Torna l'approfondimento "La nostra pinacoteca" curato da Francesca Mellone su artiste contemporanee e non della scena internazionale.
Stelle filanti sono le tue parole
di Francesca Mellone
JUDITH SCOTT (1943-2005, Stati Uniti)
Nata a Cincinnati, Ohio, in una famiglia della media borghesia, Judith è affetta dalla sindrome di Down. A seguito di un attacco di scarlattina, nella prima infanzia, perde l'udito, anche se la sua condizione viene riconosciuta solo più tardi, ragion per cui diventa incurabile.
Considerata “ineducabile”, all'età di sette anni è inserita in istituti che somigliano a carceri: vi rimarrà per 35 anni. Nel 1986 sua sorella gemella Joyce ne ottiene la custodia e la scrive al Creative Growth Art Center di Oakland, prima struttura per artisti disabili. Per quasi due anni, Judith non manifesta alcun interesse creativo, solo gradualmente si avvicina all'arte tessile. Inizia, così, a produrre sculture simili a grandi bozzoli che incapsulano oggetti di varie forme e dimensioni: ventilatori, ombrelli, riviste, ruote di bicicletta, conchiglie. Per farlo, li assembla con delle stringhe, quindi li avvolge, sino a coprirli completamente, utilizzando filati, corde e tessuti colorati. Quei fili riavvicinano Judith al gioco motorio e sensoriale dell’infanzia, stringono e legano saldamente oggetti che non devono più perdersi; sono un unico interminabile filo: il Filo di Judith. La sua arte è considerata l’esempio più significativo di una corrente che il pittore francese Jean Dubuffet definiva Art Brut, un concetto introdotto alla fine della Seconda Guerra mondiale per identificare opere nate senza intenzione estetica, sulla spinta di una pulsione espressiva. Non so se abbia senso consegnare la produzione di Judith a una categoria che, come ogni categoria, rischia di essere al contempo rassicurante e deviante: in ogni caso un espediente che esime dal comprendere una forma comunicativa di straordinaria portata. Le sculture di Judith sono cuori pulsanti, feti, viluppi neurologici, vasi sanguigni, nidi, culle; pronunciano parole che disorientano perché mentre celano rivelano, mentre coprono scoprono, mentre conservano trasformano, mettendo in crisi la nostra stessa percezione. Sono oggetti totem, di un culto intimo e carico di umanità.

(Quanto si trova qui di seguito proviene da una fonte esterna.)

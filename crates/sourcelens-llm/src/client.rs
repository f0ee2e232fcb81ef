//! LLM invocation with strict validation, repair, and raw fallback
//!
//! The invariant of this layer: no model output is ever discarded. A reply
//! that fails strict validation goes through one repair call; if that also
//! fails, the raw content travels up unparsed and the worker persists it as a
//! fallback finding.

use crate::provider::{CompletionRequest, LlmProvider, DEFAULT_MAX_TOKENS};
use crate::schema::{self, AnalysisOutput, FORMAT_INSTRUCTIONS};
use crate::template::{AnalysisKind, PromptTemplate, PromptVariables};
use sourcelens_core::retry::{retry, RetryConfig};
use std::sync::Arc;
use tracing::{debug, info, warn};

/// Sentinel parsing error after transport retries are exhausted
pub const LLM_UNREACHABLE: &str = "llm_unreachable";

/// Result of one analysis invocation
#[derive(Debug, Clone)]
pub struct LlmAnalysisResult {
    /// Full model reply, always present (empty when the provider was
    /// unreachable)
    pub raw_content: String,
    /// Validated output when parsing (or repair) succeeded
    pub parsed_output: Option<AnalysisOutput>,
    /// Whether `parsed_output` is populated
    pub parsing_succeeded: bool,
    /// The last parse error when it is not
    pub parsing_error: Option<String>,
    /// Non-fatal coercion notes
    pub coercion_warnings: Vec<String>,
    /// Provider label
    pub provider_name: String,
    /// Model name
    pub model_name: String,
}

/// Provider-agnostic analysis client
pub struct LlmClient {
    provider: Arc<dyn LlmProvider>,
    retry: RetryConfig,
}

impl LlmClient {
    /// Create a client with the default retry policy (3 attempts, backoff)
    pub fn new(provider: Arc<dyn LlmProvider>) -> Self {
        Self {
            provider,
            retry: RetryConfig::default(),
        }
    }

    /// Override the retry policy
    pub fn with_retry(mut self, retry: RetryConfig) -> Self {
        self.retry = retry;
        self
    }

    /// Render the template, call the model, validate, repair once if needed.
    ///
    /// Transport failures are retried with backoff; after exhaustion the
    /// result carries empty raw content and the [`LLM_UNREACHABLE`] error so
    /// the worker can continue without structured findings.
    pub async fn invoke(
        &self,
        kind: AnalysisKind,
        variables: &PromptVariables,
        temperature: f32,
    ) -> LlmAnalysisResult {
        let template = PromptTemplate::for_kind(kind);
        let prompt = template.render(variables);
        debug!(
            template = template.name,
            provider = self.provider.name(),
            prompt_bytes = prompt.len(),
            "invoking llm"
        );

        let request = CompletionRequest {
            prompt,
            system: None,
            temperature,
            max_tokens: DEFAULT_MAX_TOKENS,
        };
        let raw_content = match self.complete_with_retry(&request).await {
            Ok(raw) => raw,
            Err(err) => {
                warn!(error = %err, "llm unreachable after retries");
                return self.result(String::new(), None, Some(LLM_UNREACHABLE.to_string()), vec![]);
            }
        };
        info!(
            provider = self.provider.name(),
            reply_bytes = raw_content.len(),
            "llm reply received"
        );
        debug!(raw = %raw_content, "raw llm reply");

        match schema::validate(&raw_content) {
            Ok(outcome) => {
                self.result(raw_content, Some(outcome.output), None, outcome.warnings)
            }
            Err(parse_error) => {
                warn!(error = %parse_error, "strict parse failed, attempting repair");
                self.repair(raw_content, parse_error, temperature).await
            }
        }
    }

    /// One repair pass: hand the broken reply and the parse error back to the
    /// model with the schema and ask for a corrected document
    async fn repair(
        &self,
        raw_content: String,
        parse_error: String,
        temperature: f32,
    ) -> LlmAnalysisResult {
        let repair_prompt = format!(
            "Your previous reply could not be parsed as the required JSON \
             document.\n\nParse error: {parse_error}\n\nPrevious reply:\n\
             {raw_content}\n\n{FORMAT_INSTRUCTIONS}\n\nReply with the corrected \
             JSON document only."
        );
        let request = CompletionRequest {
            prompt: repair_prompt,
            system: None,
            temperature,
            max_tokens: DEFAULT_MAX_TOKENS,
        };

        let repaired = match self.complete_with_retry(&request).await {
            Ok(raw) => raw,
            Err(err) => {
                warn!(error = %err, "repair call unreachable");
                return self.result(raw_content, None, Some(parse_error), vec![]);
            }
        };

        match schema::validate(&repaired) {
            Ok(outcome) => {
                info!("repair pass recovered a valid document");
                // The original reply stays the raw record of what the model said
                self.result(raw_content, Some(outcome.output), None, outcome.warnings)
            }
            Err(second_error) => {
                warn!(error = %second_error, "repair pass failed, falling back to raw content");
                self.result(raw_content, None, Some(second_error), vec![])
            }
        }
    }

    async fn complete_with_retry(
        &self,
        request: &CompletionRequest,
    ) -> sourcelens_core::Result<String> {
        retry(&self.retry, "llm_complete", || async {
            self.provider.complete(request).await
        })
        .await
    }

    fn result(
        &self,
        raw_content: String,
        parsed_output: Option<AnalysisOutput>,
        parsing_error: Option<String>,
        coercion_warnings: Vec<String>,
    ) -> LlmAnalysisResult {
        LlmAnalysisResult {
            raw_content,
            parsing_succeeded: parsed_output.is_some(),
            parsed_output,
            parsing_error,
            coercion_warnings,
            provider_name: self.provider.name().to_string(),
            model_name: self.provider.model().to_string(),
        }
    }
}

#[cfg(test)]
mod tests {
    use super::*;
    use async_trait::async_trait;
    use sourcelens_core::error::{Error, Result};
    use std::sync::atomic::{AtomicUsize, Ordering};
    use std::sync::Mutex;
    use std::time::Duration;

    /// Scripted provider: pops one canned reply per call
    struct ScriptedProvider {
        replies: Mutex<Vec<Result<String>>>,
        calls: AtomicUsize,
    }

    impl ScriptedProvider {
        fn new(replies: Vec<Result<String>>) -> Arc<Self> {
            Arc::new(Self {
                replies: Mutex::new(replies),
                calls: AtomicUsize::new(0),
            })
        }

        fn call_count(&self) -> usize {
            self.calls.load(Ordering::SeqCst)
        }
    }

    #[async_trait]
    impl LlmProvider for ScriptedProvider {
        fn name(&self) -> &str {
            "scripted"
        }
        fn model(&self) -> &str {
            "scripted-model"
        }
        async fn complete(&self, _request: &CompletionRequest) -> Result<String> {
            self.calls.fetch_add(1, Ordering::SeqCst);
            let mut replies = self.replies.lock().unwrap();
            if replies.is_empty() {
                return Err(Error::llm("script exhausted"));
            }
            replies.remove(0)
        }
    }

    fn fast_retry() -> RetryConfig {
        RetryConfig {
            max_attempts: 3,
            base_delay: Duration::from_millis(1),
            jitter: false,
            ..Default::default()
        }
    }

    const GOOD_JSON: &str = r#"{"project_summary": "ok", "findings": []}"#;

    #[tokio::test]
    async fn test_valid_reply_parses_first_try() {
        let provider = ScriptedProvider::new(vec![Ok(GOOD_JSON.to_string())]);
        let client = LlmClient::new(provider.clone()).with_retry(fast_retry());
        let result = client
            .invoke(AnalysisKind::FullArchitecture, &PromptVariables::new(), 0.1)
            .await;
        assert!(result.parsing_succeeded);
        assert_eq!(result.raw_content, GOOD_JSON);
        assert_eq!(result.provider_name, "scripted");
        assert_eq!(provider.call_count(), 1, "no repair call needed");
    }

    #[tokio::test]
    async fn test_prose_wrapped_json_needs_no_repair() {
        let wrapped = format!("Here's the analysis: {GOOD_JSON}");
        let provider = ScriptedProvider::new(vec![Ok(wrapped.clone())]);
        let client = LlmClient::new(provider.clone()).with_retry(fast_retry());
        let result = client
            .invoke(AnalysisKind::FullArchitecture, &PromptVariables::new(), 0.1)
            .await;
        assert!(result.parsing_succeeded, "embedded object extraction handles this");
        assert_eq!(result.raw_content, wrapped);
        assert_eq!(provider.call_count(), 1);
    }

    #[tokio::test]
    async fn test_repair_recovers_structured_output() {
        let provider = ScriptedProvider::new(vec![
            Ok("I think the code is mostly fine, hard to say.".to_string()),
            Ok(GOOD_JSON.to_string()),
        ]);
        let client = LlmClient::new(provider.clone()).with_retry(fast_retry());
        let result = client
            .invoke(AnalysisKind::CodeReview, &PromptVariables::new(), 0.1)
            .await;
        assert!(result.parsing_succeeded);
        assert!(
            result.raw_content.contains("mostly fine"),
            "raw content must stay the original reply"
        );
        assert_eq!(provider.call_count(), 2);
    }

    #[tokio::test]
    async fn test_total_parse_failure_preserves_raw() {
        let prose = "Honestly this is just prose, twice.";
        let provider = ScriptedProvider::new(vec![
            Ok(prose.to_string()),
            Ok("Still prose after repair.".to_string()),
        ]);
        let client = LlmClient::new(provider).with_retry(fast_retry());
        let result = client
            .invoke(AnalysisKind::Security, &PromptVariables::new(), 0.1)
            .await;
        assert!(!result.parsing_succeeded);
        assert_eq!(result.raw_content, prose);
        assert!(result.parsing_error.is_some());
    }

    #[tokio::test]
    async fn test_transport_retry_then_success() {
        let provider = ScriptedProvider::new(vec![
            Err(Error::llm("503")),
            Ok(GOOD_JSON.to_string()),
        ]);
        let client = LlmClient::new(provider.clone()).with_retry(fast_retry());
        let result = client
            .invoke(AnalysisKind::Performance, &PromptVariables::new(), 0.1)
            .await;
        assert!(result.parsing_succeeded);
        assert_eq!(provider.call_count(), 2);
    }

    #[tokio::test]
    async fn test_unreachable_provider_degrades() {
        let provider = ScriptedProvider::new(vec![
            Err(Error::llm("down")),
            Err(Error::llm("down")),
            Err(Error::llm("down")),
        ]);
        let client = LlmClient::new(provider.clone()).with_retry(fast_retry());
        let result = client
            .invoke(AnalysisKind::Lifecycle, &PromptVariables::new(), 0.1)
            .await;
        assert!(!result.parsing_succeeded);
        assert_eq!(result.raw_content, "");
        assert_eq!(result.parsing_error.as_deref(), Some(LLM_UNREACHABLE));
        assert_eq!(provider.call_count(), 3, "three transport attempts");
    }
}
//! Repository fetching
//!
//! Clones or updates a remote repository into a scoped scratch directory at a
//! specific commit or branch. The scratch directory is released on every exit
//! path, including cancellation, via its Drop impl.

use crate::cancel::CancelToken;
use crate::error::{Error, FetchErrorKind, Result};
use crate::model::{JobKind, RepoRef};
use std::path::Path;
use std::process::Stdio;
use tempfile::TempDir;
use tokio::process::Command;
use tracing::{debug, info};

/// A scratch directory that is deleted when dropped
#[derive(Debug)]
pub struct ScratchDir {
    dir: TempDir,
}

impl ScratchDir {
    /// Create a fresh scratch directory
    pub fn create() -> Result<Self> {
        let dir = TempDir::with_prefix("sourcelens-")?;
        Ok(Self { dir })
    }

    /// Path of the scratch directory
    pub fn path(&self) -> &Path {
        self.dir.path()
    }
}

/// A fetched working tree plus the metadata the pipeline needs
#[derive(Debug)]
pub struct FetchedSource {
    /// Scratch directory holding the working tree; dropped on job exit
    pub scratch: ScratchDir,
    /// Resolved HEAD commit of the working tree
    pub head_commit: String,
    /// Changed file paths (pr_scan only)
    pub changed_files: Vec<String>,
    /// Unified diff between base and head (pr_scan only)
    pub diff: Option<String>,
}

impl FetchedSource {
    /// Root of the working tree
    pub fn working_dir(&self) -> &Path {
        self.scratch.path()
    }
}

/// Fetches repositories with the system `git`
#[derive(Debug, Default)]
pub struct RepoFetcher;

impl RepoFetcher {
    /// Create a fetcher
    pub fn new() -> Self {
        Self
    }

    /// Fetch the source a job refers to.
    ///
    /// For a full scan the requested branch (or pinned commit) is checked out
    /// at HEAD. For a PR scan both base and head commits are fetched, the
    /// working tree is left at head, and the changed-file list plus unified
    /// diff are computed.
    pub async fn fetch(
        &self,
        repo_ref: &RepoRef,
        kind: JobKind,
        cancel: &CancelToken,
    ) -> Result<FetchedSource> {
        let scratch = ScratchDir::create()?;
        let dest = scratch.path().to_path_buf();
        info!(url = %repo_ref.url, ?kind, "fetching repository");

        match kind {
            JobKind::FullScan => {
                self.clone_branch(repo_ref, &dest, cancel).await?;
                if let Some(commit) = &repo_ref.commit {
                    cancel.check("checkout")?;
                    run_git(&dest, &["checkout", "--detach", commit]).await?;
                }
                let head_commit = run_git(&dest, &["rev-parse", "HEAD"]).await?.trim().to_string();
                Ok(FetchedSource {
                    scratch,
                    head_commit,
                    changed_files: Vec::new(),
                    diff: None,
                })
            }
            JobKind::PrScan => {
                let pr = repo_ref.pr.as_ref().ok_or_else(|| {
                    Error::validation("repo_ref", "pr_scan job without pr metadata")
                })?;
                self.clone_branch(repo_ref, &dest, cancel).await?;

                cancel.check("fetch_pr_commits")?;
                run_git(&dest, &["fetch", "origin", &pr.base_sha, &pr.head_sha]).await?;
                run_git(&dest, &["checkout", "--detach", &pr.head_sha]).await?;

                cancel.check("compute_diff")?;
                let range = format!("{}...{}", pr.base_sha, pr.head_sha);
                let names = run_git(&dest, &["diff", "--name-only", &range]).await?;
                let changed_files: Vec<String> = names
                    .lines()
                    .map(str::trim)
                    .filter(|l| !l.is_empty())
                    .map(String::from)
                    .collect();
                let diff = run_git(&dest, &["diff", &range]).await?;

                Ok(FetchedSource {
                    scratch,
                    head_commit: pr.head_sha.clone(),
                    changed_files,
                    diff: Some(diff),
                })
            }
        }
    }

    async fn clone_branch(
        &self,
        repo_ref: &RepoRef,
        dest: &Path,
        cancel: &CancelToken,
    ) -> Result<()> {
        cancel.check("clone")?;
        let dest_str = dest.to_string_lossy();
        let mut args: Vec<&str> = vec!["clone"];
        if let Some(branch) = &repo_ref.branch {
            args.extend(["--branch", branch.as_str()]);
        }
        // Pinned commits need history; branch-at-HEAD scans do not
        if repo_ref.commit.is_none() && repo_ref.pr.is_none() {
            args.extend(["--depth", "1"]);
        }
        args.push(&repo_ref.url);
        args.push(&dest_str);
        run_git(Path::new("."), &args).await?;
        debug!(dest = %dest.display(), "clone finished");
        Ok(())
    }
}

/// Run a git command, classifying failures into [`FetchErrorKind`]s
async fn run_git(cwd: &Path, args: &[&str]) -> Result<String> {
    let output = Command::new("git")
        .args(args)
        .current_dir(cwd)
        .stdin(Stdio::null())
        .stdout(Stdio::piped())
        .stderr(Stdio::piped())
        .output()
        .await
        .map_err(|e| Error::fetch(FetchErrorKind::Other, format!("failed to spawn git: {e}")))?;

    if !output.status.success() {
        let stderr = String::from_utf8_lossy(&output.stderr);
        return Err(Error::fetch(
            FetchErrorKind::classify(&stderr),
            format!("git {} failed: {}", args.first().unwrap_or(&""), stderr.trim()),
        ));
    }
    Ok(String::from_utf8_lossy(&output.stdout).into_owned())
}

Nel 1999 si tiene la prima mostra dell’artista, coincidente con la pubblicazione del libro di John MacGregor: “Metamorphosis: The Art Fiber of Judith Scott”, uno studio accurato che procura a Judith una fama internazionale. I suoi lavori si rintracciano nelle collezioni permanenti del San Francisco Museum of Modern Art, nella Collection de l'Art Brut di Losanna, all'American Folk Art Museum di New York, al Museum of Everything di Londra.
Judith muore nel 2005 all’età di 61 anni, lasciando 200 opere.